use axum::http::header::{self, HeaderName, HeaderValue};
use axum::http::{Request, Response};
use std::{
    env,
    future::Future,
    pin::Pin,
    task::{Context, Poll},
};
use tower::{Layer, Service};

const HSTS_VALUE: &str = "max-age=31536000; includeSubDomains";

/// Headers stamped on every API response. Checkout totals are recomputed per
/// request, so nothing may be cached by browsers or intermediaries.
const STATIC_HEADERS: [(HeaderName, &str); 5] = [
    (header::X_CONTENT_TYPE_OPTIONS, "nosniff"),
    (header::X_FRAME_OPTIONS, "DENY"),
    (header::CONTENT_SECURITY_POLICY, "default-src 'none'; frame-ancestors 'none'"),
    (header::REFERRER_POLICY, "strict-origin-when-cross-origin"),
    (header::CACHE_CONTROL, "no-store"),
];

#[derive(Clone)]
pub struct ResponseHeadersLayer {
    include_hsts: bool,
}

impl ResponseHeadersLayer {
    pub fn new(include_hsts: bool) -> Self {
        Self { include_hsts }
    }

    pub fn from_env() -> Self {
        let is_production = env::var("RUST_ENV")
            .map(|v| v.eq_ignore_ascii_case("production"))
            .unwrap_or(false);

        tracing::info!(hsts = is_production, "Response headers configured");
        Self::new(is_production)
    }
}

impl<S> Layer<S> for ResponseHeadersLayer {
    type Service = ResponseHeadersService<S>;

    fn layer(&self, inner: S) -> Self::Service {
        ResponseHeadersService {
            inner,
            include_hsts: self.include_hsts,
        }
    }
}

#[derive(Clone)]
pub struct ResponseHeadersService<S> {
    inner: S,
    include_hsts: bool,
}

impl<S, ReqBody, ResBody> Service<Request<ReqBody>> for ResponseHeadersService<S>
where
    S: Service<Request<ReqBody>, Response = Response<ResBody>>,
{
    type Response = S::Response;
    type Error = S::Error;
    type Future = ResponseHeadersFuture<S::Future>;

    fn poll_ready(&mut self, cx: &mut Context<'_>) -> Poll<Result<(), Self::Error>> {
        self.inner.poll_ready(cx)
    }

    fn call(&mut self, request: Request<ReqBody>) -> Self::Future {
        ResponseHeadersFuture {
            future: self.inner.call(request),
            include_hsts: self.include_hsts,
        }
    }
}

#[pin_project::pin_project]
pub struct ResponseHeadersFuture<F> {
    #[pin]
    future: F,
    include_hsts: bool,
}

impl<F, ResBody, E> Future for ResponseHeadersFuture<F>
where
    F: Future<Output = Result<Response<ResBody>, E>>,
{
    type Output = Result<Response<ResBody>, E>;

    fn poll(self: Pin<&mut Self>, cx: &mut Context<'_>) -> Poll<Self::Output> {
        let this = self.project();
        let mut response = match this.future.poll(cx) {
            Poll::Ready(Ok(response)) => response,
            other => return other,
        };

        let headers = response.headers_mut();
        for (name, value) in STATIC_HEADERS {
            headers.insert(name, HeaderValue::from_static(value));
        }
        if *this.include_hsts {
            headers.insert(
                header::STRICT_TRANSPORT_SECURITY,
                HeaderValue::from_static(HSTS_VALUE),
            );
        }

        Poll::Ready(Ok(response))
    }
}

pub fn create_response_headers_layer() -> ResponseHeadersLayer {
    ResponseHeadersLayer::from_env()
}
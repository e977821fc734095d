use axum::extract::{Path, State};
use axum::response::Response;
use axum::Json;
use chrono::Utc;
use serde::{Deserialize, Serialize};
use std::sync::Arc;

use crate::checkout::CheckoutError;
use crate::client::ClientError;
use crate::models::{
    CartSelection, CheckoutSummary, Currency, DiscountCode, DiscountRejection, EventId, OrderId,
    OrderRequest, PaymentStatus,
};
use crate::pricing::PricingInputs;
use crate::state::AppState;
use crate::utils::error::AppError;
use crate::utils::response::{created, success};

#[derive(Serialize)]
struct HealthPayload {
    status: &'static str,
    service: &'static str,
}

pub async fn health_check() -> Response {
    let payload = HealthPayload {
        status: "ok",
        service: "agora-checkout",
    };

    success(payload, "Health check successful")
}

#[derive(Debug, Deserialize)]
#[serde(rename_all = "camelCase")]
pub struct SummaryRequest {
    pub event_id: EventId,
    #[serde(default)]
    pub cart: CartSelection,
    #[serde(default)]
    pub discount_code: Option<String>,
    #[serde(default)]
    pub display_currency: Option<Currency>,
}

#[derive(Debug, Serialize)]
#[serde(rename_all = "camelCase")]
struct SummaryPayload {
    #[serde(flatten)]
    summary: CheckoutSummary,
    applied_discount_code: Option<String>,
}

pub async fn checkout_summary(
    State(state): State<AppState>,
    Json(request): Json<SummaryRequest>,
) -> Result<Response, AppError> {
    let catalog = state.api.fetch_catalog(&request.event_id).await?;

    let (discount, rejection) = match request
        .discount_code
        .as_deref()
        .map(str::trim)
        .filter(|code| !code.is_empty())
    {
        Some(code) => lookup_discount(&state, &request.event_id, code).await?,
        None => (None, None),
    };

    let inputs = PricingInputs::new(Arc::new(catalog), request.cart)
        .with_discount(discount.clone())
        .with_display_currency(request.display_currency);
    let summary = state.engine.summarize(&inputs).await?;

    tracing::debug!(
        event_id = %request.event_id,
        total = %summary.display_total,
        currency = %summary.display_currency,
        "Checkout summary computed"
    );

    let message = rejection
        .map(|reason| reason.to_string())
        .unwrap_or_else(|| "Checkout summary computed".to_string());
    let payload = SummaryPayload {
        summary,
        applied_discount_code: discount.map(|discount| discount.code),
    };
    Ok(success(payload, message))
}

/// Fetches and checks a discount code. A rejected code is reported, not applied.
async fn lookup_discount(
    state: &AppState,
    event_id: &EventId,
    code: &str,
) -> Result<(Option<DiscountCode>, Option<DiscountRejection>), AppError> {
    let found = state.api.fetch_discount(event_id, code).await?;
    let Some(discount) = found else {
        return Ok((None, Some(DiscountRejection::NotFound)));
    };
    match discount.check(Utc::now()) {
        Ok(()) => Ok((Some(discount), None)),
        Err(reason) => {
            tracing::info!(%event_id, code = %discount.code, %reason, "Discount code not applied");
            Ok((None, Some(reason)))
        }
    }
}

pub async fn create_order(
    State(state): State<AppState>,
    Json(request): Json<OrderRequest>,
) -> Result<Response, AppError> {
    let cart = request.cart();
    if cart.is_empty() {
        return Err(CheckoutError::EmptyCart.into());
    }

    let catalog = state.api.fetch_catalog(&request.event_id).await?;
    for (id, quantity) in cart.lines() {
        let ticket_type = catalog
            .find(id)
            .ok_or_else(|| CheckoutError::UnknownTicketType(id.clone()))?;
        CartSelection::ensure_available(ticket_type, quantity).map_err(CheckoutError::from)?;
    }

    let normalized = OrderRequest::from_cart(
        request.event_id.clone(),
        &cart,
        request
            .discount_code
            .as_deref()
            .map(str::trim)
            .filter(|code| !code.is_empty())
            .map(str::to_string),
        request.payment_method_id.clone(),
    );

    let order = state
        .api
        .create_order(&normalized)
        .await
        .map_err(|e| match e {
            ClientError::Rejected { reason, .. } => AppError::OrderRejected(reason),
            other => other.into(),
        })?;

    Ok(created(order, "Order created"))
}

#[derive(Serialize)]
#[serde(rename_all = "camelCase")]
struct PaymentStatusPayload {
    order_id: OrderId,
    status: PaymentStatus,
}

pub async fn payment_status(
    State(state): State<AppState>,
    Path(order_id): Path<String>,
) -> Result<Response, AppError> {
    let order_id = OrderId::new(order_id);
    let status = state.api.payment_status(&order_id).await?;

    Ok(success(
        PaymentStatusPayload { order_id, status },
        "Payment status retrieved",
    ))
}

● **Work item**:
From the records, work out how many lines include "EventId" and respond with the number only.

● **Your solution**:
3